» Activity: Return each line of the records below in which the string "SubscriptionRepo" turns up.
[Records provided]
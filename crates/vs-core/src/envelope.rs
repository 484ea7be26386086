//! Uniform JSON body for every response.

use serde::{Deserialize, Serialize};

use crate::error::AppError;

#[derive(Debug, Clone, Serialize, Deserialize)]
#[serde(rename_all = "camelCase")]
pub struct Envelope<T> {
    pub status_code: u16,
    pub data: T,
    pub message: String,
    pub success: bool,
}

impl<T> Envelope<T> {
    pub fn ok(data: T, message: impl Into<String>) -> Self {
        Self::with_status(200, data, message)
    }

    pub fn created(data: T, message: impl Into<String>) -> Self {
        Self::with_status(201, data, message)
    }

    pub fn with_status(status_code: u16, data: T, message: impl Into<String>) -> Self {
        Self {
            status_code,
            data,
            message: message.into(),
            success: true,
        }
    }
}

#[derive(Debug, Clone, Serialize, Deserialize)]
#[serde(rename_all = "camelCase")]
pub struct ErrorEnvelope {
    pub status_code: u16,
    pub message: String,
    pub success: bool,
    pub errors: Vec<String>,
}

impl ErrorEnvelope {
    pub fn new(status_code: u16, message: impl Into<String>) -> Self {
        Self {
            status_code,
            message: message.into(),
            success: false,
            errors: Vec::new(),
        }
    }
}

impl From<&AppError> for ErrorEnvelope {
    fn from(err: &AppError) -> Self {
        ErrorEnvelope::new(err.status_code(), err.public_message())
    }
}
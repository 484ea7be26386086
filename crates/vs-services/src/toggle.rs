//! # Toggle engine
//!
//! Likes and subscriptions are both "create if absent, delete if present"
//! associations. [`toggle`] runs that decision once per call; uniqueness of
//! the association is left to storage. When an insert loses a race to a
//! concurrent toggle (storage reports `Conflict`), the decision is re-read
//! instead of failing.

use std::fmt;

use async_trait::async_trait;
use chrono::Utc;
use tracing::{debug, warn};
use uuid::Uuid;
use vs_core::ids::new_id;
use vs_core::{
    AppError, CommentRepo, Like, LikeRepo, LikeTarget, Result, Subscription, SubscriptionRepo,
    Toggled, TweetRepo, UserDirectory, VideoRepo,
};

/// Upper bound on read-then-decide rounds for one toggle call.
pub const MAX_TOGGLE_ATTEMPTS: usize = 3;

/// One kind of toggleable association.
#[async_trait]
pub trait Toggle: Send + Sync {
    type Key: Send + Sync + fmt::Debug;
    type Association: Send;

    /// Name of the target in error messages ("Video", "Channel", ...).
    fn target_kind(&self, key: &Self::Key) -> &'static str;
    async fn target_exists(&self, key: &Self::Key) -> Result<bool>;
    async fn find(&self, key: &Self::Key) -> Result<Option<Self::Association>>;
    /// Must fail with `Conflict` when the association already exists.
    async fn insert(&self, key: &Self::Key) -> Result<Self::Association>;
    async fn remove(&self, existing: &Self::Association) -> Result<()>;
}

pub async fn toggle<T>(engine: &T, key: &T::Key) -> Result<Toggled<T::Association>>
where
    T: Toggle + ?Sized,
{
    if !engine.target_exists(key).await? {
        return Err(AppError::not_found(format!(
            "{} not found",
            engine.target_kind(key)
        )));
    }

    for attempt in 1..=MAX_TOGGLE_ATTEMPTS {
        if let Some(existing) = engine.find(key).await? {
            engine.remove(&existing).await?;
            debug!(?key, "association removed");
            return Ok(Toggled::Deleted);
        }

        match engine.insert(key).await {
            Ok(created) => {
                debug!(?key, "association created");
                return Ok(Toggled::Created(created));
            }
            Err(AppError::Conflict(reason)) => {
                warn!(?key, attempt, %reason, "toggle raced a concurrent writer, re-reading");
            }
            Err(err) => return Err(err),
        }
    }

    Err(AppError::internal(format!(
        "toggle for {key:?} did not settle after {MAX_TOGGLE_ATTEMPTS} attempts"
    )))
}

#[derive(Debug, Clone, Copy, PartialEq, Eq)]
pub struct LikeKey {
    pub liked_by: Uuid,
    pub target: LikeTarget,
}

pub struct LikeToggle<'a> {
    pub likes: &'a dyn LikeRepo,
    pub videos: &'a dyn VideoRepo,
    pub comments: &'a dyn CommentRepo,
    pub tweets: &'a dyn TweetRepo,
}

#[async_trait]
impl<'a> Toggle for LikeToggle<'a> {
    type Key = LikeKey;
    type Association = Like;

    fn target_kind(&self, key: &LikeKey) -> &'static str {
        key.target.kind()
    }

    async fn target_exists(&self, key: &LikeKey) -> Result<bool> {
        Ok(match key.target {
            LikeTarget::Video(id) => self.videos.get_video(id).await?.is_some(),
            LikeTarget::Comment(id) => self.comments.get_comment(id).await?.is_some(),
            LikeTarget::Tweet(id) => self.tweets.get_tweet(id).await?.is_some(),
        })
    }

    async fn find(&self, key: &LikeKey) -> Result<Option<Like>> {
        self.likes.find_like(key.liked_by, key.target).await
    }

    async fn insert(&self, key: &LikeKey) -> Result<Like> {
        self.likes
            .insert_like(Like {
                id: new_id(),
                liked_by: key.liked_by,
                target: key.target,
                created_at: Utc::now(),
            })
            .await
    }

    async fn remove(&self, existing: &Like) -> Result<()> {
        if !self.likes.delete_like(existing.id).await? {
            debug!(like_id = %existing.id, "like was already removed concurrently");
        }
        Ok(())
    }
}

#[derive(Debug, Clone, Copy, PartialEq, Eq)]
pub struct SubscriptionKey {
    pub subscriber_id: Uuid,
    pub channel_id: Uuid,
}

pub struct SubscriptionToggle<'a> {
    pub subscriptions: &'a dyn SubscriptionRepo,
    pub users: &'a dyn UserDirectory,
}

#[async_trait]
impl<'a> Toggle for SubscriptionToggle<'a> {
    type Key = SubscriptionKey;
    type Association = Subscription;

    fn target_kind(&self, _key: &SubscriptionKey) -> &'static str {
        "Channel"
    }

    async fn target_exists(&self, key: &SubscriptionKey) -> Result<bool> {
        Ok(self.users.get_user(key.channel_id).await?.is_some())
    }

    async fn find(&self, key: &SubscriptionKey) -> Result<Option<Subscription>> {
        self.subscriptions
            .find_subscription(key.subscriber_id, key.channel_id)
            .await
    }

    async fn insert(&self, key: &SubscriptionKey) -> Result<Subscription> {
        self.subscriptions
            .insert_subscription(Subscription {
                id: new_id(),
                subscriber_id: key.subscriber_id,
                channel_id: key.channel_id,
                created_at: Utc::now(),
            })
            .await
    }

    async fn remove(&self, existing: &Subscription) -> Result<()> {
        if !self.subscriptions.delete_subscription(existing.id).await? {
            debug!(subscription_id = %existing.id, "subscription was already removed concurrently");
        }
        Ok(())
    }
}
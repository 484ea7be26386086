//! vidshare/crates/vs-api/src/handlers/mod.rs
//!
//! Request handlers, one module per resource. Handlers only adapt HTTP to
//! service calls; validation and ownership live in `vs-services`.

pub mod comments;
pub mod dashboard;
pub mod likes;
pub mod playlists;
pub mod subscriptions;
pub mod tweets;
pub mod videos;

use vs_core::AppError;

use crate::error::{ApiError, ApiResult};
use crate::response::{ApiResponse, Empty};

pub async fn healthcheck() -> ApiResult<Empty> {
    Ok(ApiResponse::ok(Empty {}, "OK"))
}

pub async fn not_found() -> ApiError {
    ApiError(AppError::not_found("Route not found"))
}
[/Records provided]
[Records provided]
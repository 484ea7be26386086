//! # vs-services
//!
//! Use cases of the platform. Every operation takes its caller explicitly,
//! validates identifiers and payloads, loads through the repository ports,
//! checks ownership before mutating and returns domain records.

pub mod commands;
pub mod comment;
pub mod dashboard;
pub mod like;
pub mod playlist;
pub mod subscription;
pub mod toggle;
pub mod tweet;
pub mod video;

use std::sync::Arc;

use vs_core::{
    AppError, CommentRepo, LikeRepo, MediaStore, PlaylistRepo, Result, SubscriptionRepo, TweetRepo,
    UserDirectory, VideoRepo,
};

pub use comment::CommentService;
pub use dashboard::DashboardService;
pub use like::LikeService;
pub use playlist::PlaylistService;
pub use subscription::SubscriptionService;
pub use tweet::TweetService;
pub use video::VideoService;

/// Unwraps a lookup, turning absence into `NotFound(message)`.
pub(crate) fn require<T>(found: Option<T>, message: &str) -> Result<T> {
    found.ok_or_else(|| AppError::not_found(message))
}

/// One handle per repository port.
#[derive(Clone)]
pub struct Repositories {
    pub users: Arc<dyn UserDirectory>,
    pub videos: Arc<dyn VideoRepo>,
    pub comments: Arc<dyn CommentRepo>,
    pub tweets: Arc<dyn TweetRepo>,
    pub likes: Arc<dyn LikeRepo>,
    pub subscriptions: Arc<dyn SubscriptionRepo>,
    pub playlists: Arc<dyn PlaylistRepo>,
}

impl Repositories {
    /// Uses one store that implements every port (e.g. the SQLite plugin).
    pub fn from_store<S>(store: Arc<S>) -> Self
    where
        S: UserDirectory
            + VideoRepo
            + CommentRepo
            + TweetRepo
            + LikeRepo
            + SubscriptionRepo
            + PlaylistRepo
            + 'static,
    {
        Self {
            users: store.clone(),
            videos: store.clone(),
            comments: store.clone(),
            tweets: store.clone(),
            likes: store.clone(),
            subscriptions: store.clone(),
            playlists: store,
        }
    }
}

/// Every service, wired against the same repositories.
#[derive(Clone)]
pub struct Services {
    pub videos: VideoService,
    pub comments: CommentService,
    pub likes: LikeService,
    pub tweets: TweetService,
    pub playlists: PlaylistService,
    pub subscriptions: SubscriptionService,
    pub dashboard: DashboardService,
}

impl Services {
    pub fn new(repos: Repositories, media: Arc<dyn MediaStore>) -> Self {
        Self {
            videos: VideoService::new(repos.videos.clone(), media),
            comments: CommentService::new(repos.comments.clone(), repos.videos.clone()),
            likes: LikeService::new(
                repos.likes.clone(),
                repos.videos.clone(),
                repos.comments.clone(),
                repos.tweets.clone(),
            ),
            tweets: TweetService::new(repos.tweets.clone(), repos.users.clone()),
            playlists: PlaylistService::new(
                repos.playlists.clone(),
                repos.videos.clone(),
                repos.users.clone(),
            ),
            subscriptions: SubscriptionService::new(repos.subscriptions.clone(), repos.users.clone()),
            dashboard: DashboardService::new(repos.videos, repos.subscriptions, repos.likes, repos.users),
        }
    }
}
[/Records provided]
» Task output:
    AppError, CommentRepo, Like, LikeRepo, LikeTarget, Result, Subscription, SubscriptionRepo,
    pub subscriptions: &'a dyn SubscriptionRepo,
    AppError, CommentRepo, LikeRepo, MediaStore, PlaylistRepo, Result, SubscriptionRepo, TweetRepo,
    pub subscriptions: Arc<dyn SubscriptionRepo>,
            + SubscriptionRepo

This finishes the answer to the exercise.